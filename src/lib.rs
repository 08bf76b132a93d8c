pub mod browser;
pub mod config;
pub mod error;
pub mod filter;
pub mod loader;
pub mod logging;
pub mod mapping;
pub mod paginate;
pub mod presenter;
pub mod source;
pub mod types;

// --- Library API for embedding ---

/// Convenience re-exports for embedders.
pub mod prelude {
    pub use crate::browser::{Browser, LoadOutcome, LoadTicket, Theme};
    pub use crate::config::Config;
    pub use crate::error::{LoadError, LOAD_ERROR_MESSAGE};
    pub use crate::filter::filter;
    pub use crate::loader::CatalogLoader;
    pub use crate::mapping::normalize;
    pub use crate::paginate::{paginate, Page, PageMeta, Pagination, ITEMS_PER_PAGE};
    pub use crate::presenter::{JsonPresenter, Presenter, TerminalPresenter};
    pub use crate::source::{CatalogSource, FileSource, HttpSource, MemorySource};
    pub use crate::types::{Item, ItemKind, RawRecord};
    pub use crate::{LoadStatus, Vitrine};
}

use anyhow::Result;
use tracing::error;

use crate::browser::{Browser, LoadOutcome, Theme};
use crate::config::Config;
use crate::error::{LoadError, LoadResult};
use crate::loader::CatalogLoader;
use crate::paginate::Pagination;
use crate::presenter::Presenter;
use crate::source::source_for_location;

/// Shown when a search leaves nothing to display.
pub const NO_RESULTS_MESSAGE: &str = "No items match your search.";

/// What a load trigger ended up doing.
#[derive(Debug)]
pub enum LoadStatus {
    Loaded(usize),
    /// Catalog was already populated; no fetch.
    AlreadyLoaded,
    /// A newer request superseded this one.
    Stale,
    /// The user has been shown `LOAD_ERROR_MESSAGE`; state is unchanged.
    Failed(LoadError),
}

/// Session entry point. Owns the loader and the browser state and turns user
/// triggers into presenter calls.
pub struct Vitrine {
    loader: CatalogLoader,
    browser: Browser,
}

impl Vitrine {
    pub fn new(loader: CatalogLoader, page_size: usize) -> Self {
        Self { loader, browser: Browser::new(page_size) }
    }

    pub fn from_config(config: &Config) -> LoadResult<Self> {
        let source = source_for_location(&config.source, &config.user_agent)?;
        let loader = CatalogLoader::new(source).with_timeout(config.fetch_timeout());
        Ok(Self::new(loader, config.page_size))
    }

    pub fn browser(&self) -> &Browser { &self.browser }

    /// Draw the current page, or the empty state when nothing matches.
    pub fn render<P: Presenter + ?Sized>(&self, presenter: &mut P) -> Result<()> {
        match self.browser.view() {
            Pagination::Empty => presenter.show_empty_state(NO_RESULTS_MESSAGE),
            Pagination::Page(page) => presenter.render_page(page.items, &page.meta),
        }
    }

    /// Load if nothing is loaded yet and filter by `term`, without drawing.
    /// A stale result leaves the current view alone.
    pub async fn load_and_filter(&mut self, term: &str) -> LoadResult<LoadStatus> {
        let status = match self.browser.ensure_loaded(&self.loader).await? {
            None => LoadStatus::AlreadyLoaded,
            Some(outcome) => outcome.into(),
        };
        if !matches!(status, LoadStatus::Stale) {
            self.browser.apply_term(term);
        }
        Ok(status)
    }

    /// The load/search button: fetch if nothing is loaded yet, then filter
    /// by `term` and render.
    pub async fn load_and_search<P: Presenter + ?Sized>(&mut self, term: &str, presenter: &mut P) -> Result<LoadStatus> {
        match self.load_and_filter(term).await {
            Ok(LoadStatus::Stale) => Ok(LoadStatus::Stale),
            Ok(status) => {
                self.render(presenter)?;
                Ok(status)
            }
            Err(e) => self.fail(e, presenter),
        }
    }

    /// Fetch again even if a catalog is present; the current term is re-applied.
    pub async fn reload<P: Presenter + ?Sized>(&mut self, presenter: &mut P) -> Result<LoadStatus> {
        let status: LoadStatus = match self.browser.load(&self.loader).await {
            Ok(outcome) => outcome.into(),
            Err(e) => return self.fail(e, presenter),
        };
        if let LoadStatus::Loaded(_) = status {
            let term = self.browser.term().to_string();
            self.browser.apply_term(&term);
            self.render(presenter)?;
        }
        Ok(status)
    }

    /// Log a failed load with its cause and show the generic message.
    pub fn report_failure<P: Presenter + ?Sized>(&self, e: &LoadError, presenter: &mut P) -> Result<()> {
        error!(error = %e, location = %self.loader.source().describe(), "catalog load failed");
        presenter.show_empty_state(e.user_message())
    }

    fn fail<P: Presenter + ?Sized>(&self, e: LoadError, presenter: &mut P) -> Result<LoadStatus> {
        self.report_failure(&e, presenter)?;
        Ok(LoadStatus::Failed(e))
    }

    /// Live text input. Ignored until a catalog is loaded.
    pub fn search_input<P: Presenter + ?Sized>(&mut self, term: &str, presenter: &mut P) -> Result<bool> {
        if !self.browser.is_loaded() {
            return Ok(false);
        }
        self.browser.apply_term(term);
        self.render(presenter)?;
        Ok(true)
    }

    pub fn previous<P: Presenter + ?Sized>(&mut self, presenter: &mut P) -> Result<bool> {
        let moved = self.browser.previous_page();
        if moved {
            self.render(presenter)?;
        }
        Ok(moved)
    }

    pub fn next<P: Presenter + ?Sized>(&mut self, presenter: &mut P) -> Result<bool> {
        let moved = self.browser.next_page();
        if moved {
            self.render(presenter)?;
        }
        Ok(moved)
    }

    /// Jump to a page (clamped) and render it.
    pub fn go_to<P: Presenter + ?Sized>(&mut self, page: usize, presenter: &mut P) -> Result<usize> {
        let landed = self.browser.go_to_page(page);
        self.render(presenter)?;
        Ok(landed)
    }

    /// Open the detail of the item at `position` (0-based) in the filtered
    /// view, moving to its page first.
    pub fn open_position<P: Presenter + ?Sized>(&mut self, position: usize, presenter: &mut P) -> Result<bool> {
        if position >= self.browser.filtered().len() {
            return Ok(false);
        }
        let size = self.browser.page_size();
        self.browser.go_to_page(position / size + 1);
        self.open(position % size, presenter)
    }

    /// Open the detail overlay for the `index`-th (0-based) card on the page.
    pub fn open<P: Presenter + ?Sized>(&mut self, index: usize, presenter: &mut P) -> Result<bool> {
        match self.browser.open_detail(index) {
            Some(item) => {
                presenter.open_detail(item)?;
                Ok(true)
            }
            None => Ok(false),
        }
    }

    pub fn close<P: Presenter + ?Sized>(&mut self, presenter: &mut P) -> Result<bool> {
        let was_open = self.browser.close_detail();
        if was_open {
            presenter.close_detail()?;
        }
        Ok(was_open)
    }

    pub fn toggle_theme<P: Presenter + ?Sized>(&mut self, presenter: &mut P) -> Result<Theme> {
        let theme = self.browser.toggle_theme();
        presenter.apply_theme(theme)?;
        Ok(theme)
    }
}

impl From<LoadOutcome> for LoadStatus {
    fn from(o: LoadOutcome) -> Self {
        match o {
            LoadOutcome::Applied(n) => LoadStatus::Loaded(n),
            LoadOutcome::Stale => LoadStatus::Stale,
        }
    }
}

________________________________________

● Task requirements: Repeat the data in full. Alter nothing.

● Answer to this exercise:
filename src/lib.rs
repository 08bf76b132a93d8c
pub mod browser;
pub mod config;
pub mod error;
pub mod filter;
pub mod loader;
pub mod logging;
pub mod mapping;
pub mod paginate;
pub mod presenter;
pub mod source;
pub mod types;

// --- Library API for embedding ---

/// Convenience re-exports for embedders.
pub mod prelude {
    pub use crate::browser::{Browser, LoadOutcome, LoadTicket, Theme};
    pub use crate::config::Config;
    pub use crate::error::{LoadError, LOAD_ERROR_MESSAGE};
    pub use crate::filter::filter;
    pub use crate::loader::CatalogLoader;
    pub use crate::mapping::normalize;
    pub use crate::paginate::{paginate, Page, PageMeta, Pagination, ITEMS_PER_PAGE};
    pub use crate::presenter::{JsonPresenter, Presenter, TerminalPresenter};
    pub use crate::source::{CatalogSource, FileSource, HttpSource, MemorySource};
    pub use crate::types::{Item, ItemKind, RawRecord};
    pub use crate::{LoadStatus, Vitrine};
}

use anyhow::Result;
use tracing::error;

use crate::browser::{Browser, LoadOutcome, Theme};
use crate::config::Config;
use crate::error::{LoadError, LoadResult};
use crate::loader::CatalogLoader;
use crate::paginate::Pagination;
use crate::presenter::Presenter;
use crate::source::source_for_location;

/// Shown when a search leaves nothing to display.
pub const NO_RESULTS_MESSAGE: &str = "No items match your search.";

/// What a load trigger ended up doing.
#[derive(Debug)]
pub enum LoadStatus {
    Loaded(usize),
    /// Catalog was already populated; no fetch.
    AlreadyLoaded,
    /// A newer request superseded this one.
    Stale,
    /// The user has been shown `LOAD_ERROR_MESSAGE`; state is unchanged.
    Failed(LoadError),
}

/// Session entry point. Owns the loader and the browser state and turns user
/// triggers into presenter calls.
pub struct Vitrine {
    loader: CatalogLoader,
    browser: Browser,
}

impl Vitrine {
    pub fn new(loader: CatalogLoader, page_size: usize) -> Self {
        Self { loader, browser: Browser::new(page_size) }
    }

    pub fn from_config(config: &Config) -> LoadResult<Self> {
        let source = source_for_location(&config.source, &config.user_agent)?;
        let loader = CatalogLoader::new(source).with_timeout(config.fetch_timeout());
        Ok(Self::new(loader, config.page_size))
    }

    pub fn browser(&self) -> &Browser { &self.browser }

    /// Draw the current page, or the empty state when nothing matches.
    pub fn render<P: Presenter + ?Sized>(&self, presenter: &mut P) -> Result<()> {
        match self.browser.view() {
            Pagination::Empty => presenter.show_empty_state(NO_RESULTS_MESSAGE),
            Pagination::Page(page) => presenter.render_page(page.items, &page.meta),
        }
    }

    /// Load if nothing is loaded yet and filter by `term`, without drawing.
    /// A stale result leaves the current view alone.
    pub async fn load_and_filter(&mut self, term: &str) -> LoadResult<LoadStatus> {
        let status = match self.browser.ensure_loaded(&self.loader).await? {
            None => LoadStatus::AlreadyLoaded,
            Some(outcome) => outcome.into(),
        };
        if !matches!(status, LoadStatus::Stale) {
            self.browser.apply_term(term);
        }
        Ok(status)
    }

    /// The load/search button: fetch if nothing is loaded yet, then filter
    /// by `term` and render.
    pub async fn load_and_search<P: Presenter + ?Sized>(&mut self, term: &str, presenter: &mut P) -> Result<LoadStatus> {
        match self.load_and_filter(term).await {
            Ok(LoadStatus::Stale) => Ok(LoadStatus::Stale),
            Ok(status) => {
                self.render(presenter)?;
                Ok(status)
            }
            Err(e) => self.fail(e, presenter),
        }
    }

    /// Fetch again even if a catalog is present; the current term is re-applied.
    pub async fn reload<P: Presenter + ?Sized>(&mut self, presenter: &mut P) -> Result<LoadStatus> {
        let status: LoadStatus = match self.browser.load(&self.loader).await {
            Ok(outcome) => outcome.into(),
            Err(e) => return self.fail(e, presenter),
        };
        if let LoadStatus::Loaded(_) = status {
            let term = self.browser.term().to_string();
            self.browser.apply_term(&term);
            self.render(presenter)?;
        }
        Ok(status)
    }

    /// Log a failed load with its cause and show the generic message.
    pub fn report_failure<P: Presenter + ?Sized>(&self, e: &LoadError, presenter: &mut P) -> Result<()> {
        error!(error = %e, location = %self.loader.source().describe(), "catalog load failed");
        presenter.show_empty_state(e.user_message())
    }

    fn fail<P: Presenter + ?Sized>(&self, e: LoadError, presenter: &mut P) -> Result<LoadStatus> {
        self.report_failure(&e, presenter)?;
        Ok(LoadStatus::Failed(e))
    }

    /// Live text input. Ignored until a catalog is loaded.
    pub fn search_input<P: Presenter + ?Sized>(&mut self, term: &str, presenter: &mut P) -> Result<bool> {
        if !self.browser.is_loaded() {
            return Ok(false);
        }
        self.browser.apply_term(term);
        self.render(presenter)?;
        Ok(true)
    }

    pub fn previous<P: Presenter + ?Sized>(&mut self, presenter: &mut P) -> Result<bool> {
        let moved = self.browser.previous_page();
        if moved {
            self.render(presenter)?;
        }
        Ok(moved)
    }

    pub fn next<P: Presenter + ?Sized>(&mut self, presenter: &mut P) -> Result<bool> {
        let moved = self.browser.next_page();
        if moved {
            self.render(presenter)?;
        }
        Ok(moved)
    }

    /// Jump to a page (clamped) and render it.
    pub fn go_to<P: Presenter + ?Sized>(&mut self, page: usize, presenter: &mut P) -> Result<usize> {
        let landed = self.browser.go_to_page(page);
        self.render(presenter)?;
        Ok(landed)
    }

    /// Open the detail of the item at `position` (0-based) in the filtered
    /// view, moving to its page first.
    pub fn open_position<P: Presenter + ?Sized>(&mut self, position: usize, presenter: &mut P) -> Result<bool> {
        if position >= self.browser.filtered().len() {
            return Ok(false);
        }
        let size = self.browser.page_size();
        self.browser.go_to_page(position / size + 1);
        self.open(position % size, presenter)
    }

    /// Open the detail overlay for the `index`-th (0-based) card on the page.
    pub fn open<P: Presenter + ?Sized>(&mut self, index: usize, presenter: &mut P) -> Result<bool> {
        match self.browser.open_detail(index) {
            Some(item) => {
                presenter.open_detail(item)?;
                Ok(true)
            }
            None => Ok(false),
        }
    }

    pub fn close<P: Presenter + ?Sized>(&mut self, presenter: &mut P) -> Result<bool> {
        let was_open = self.browser.close_detail();
        if was_open {
            presenter.close_detail()?;
        }
        Ok(was_open)
    }

    pub fn toggle_theme<P: Presenter + ?Sized>(&mut self, presenter: &mut P) -> Result<Theme> {
        let theme = self.browser.toggle_theme();
        presenter.apply_theme(theme)?;
        Ok(theme)
    }
}

impl From<LoadOutcome> for LoadStatus {
    fn from(o: LoadOutcome) -> Self {
        match o {
            LoadOutcome::Applied(n) => LoadStatus::Loaded(n),
            LoadOutcome::Stale => LoadStatus::Stale,
        }
    }
}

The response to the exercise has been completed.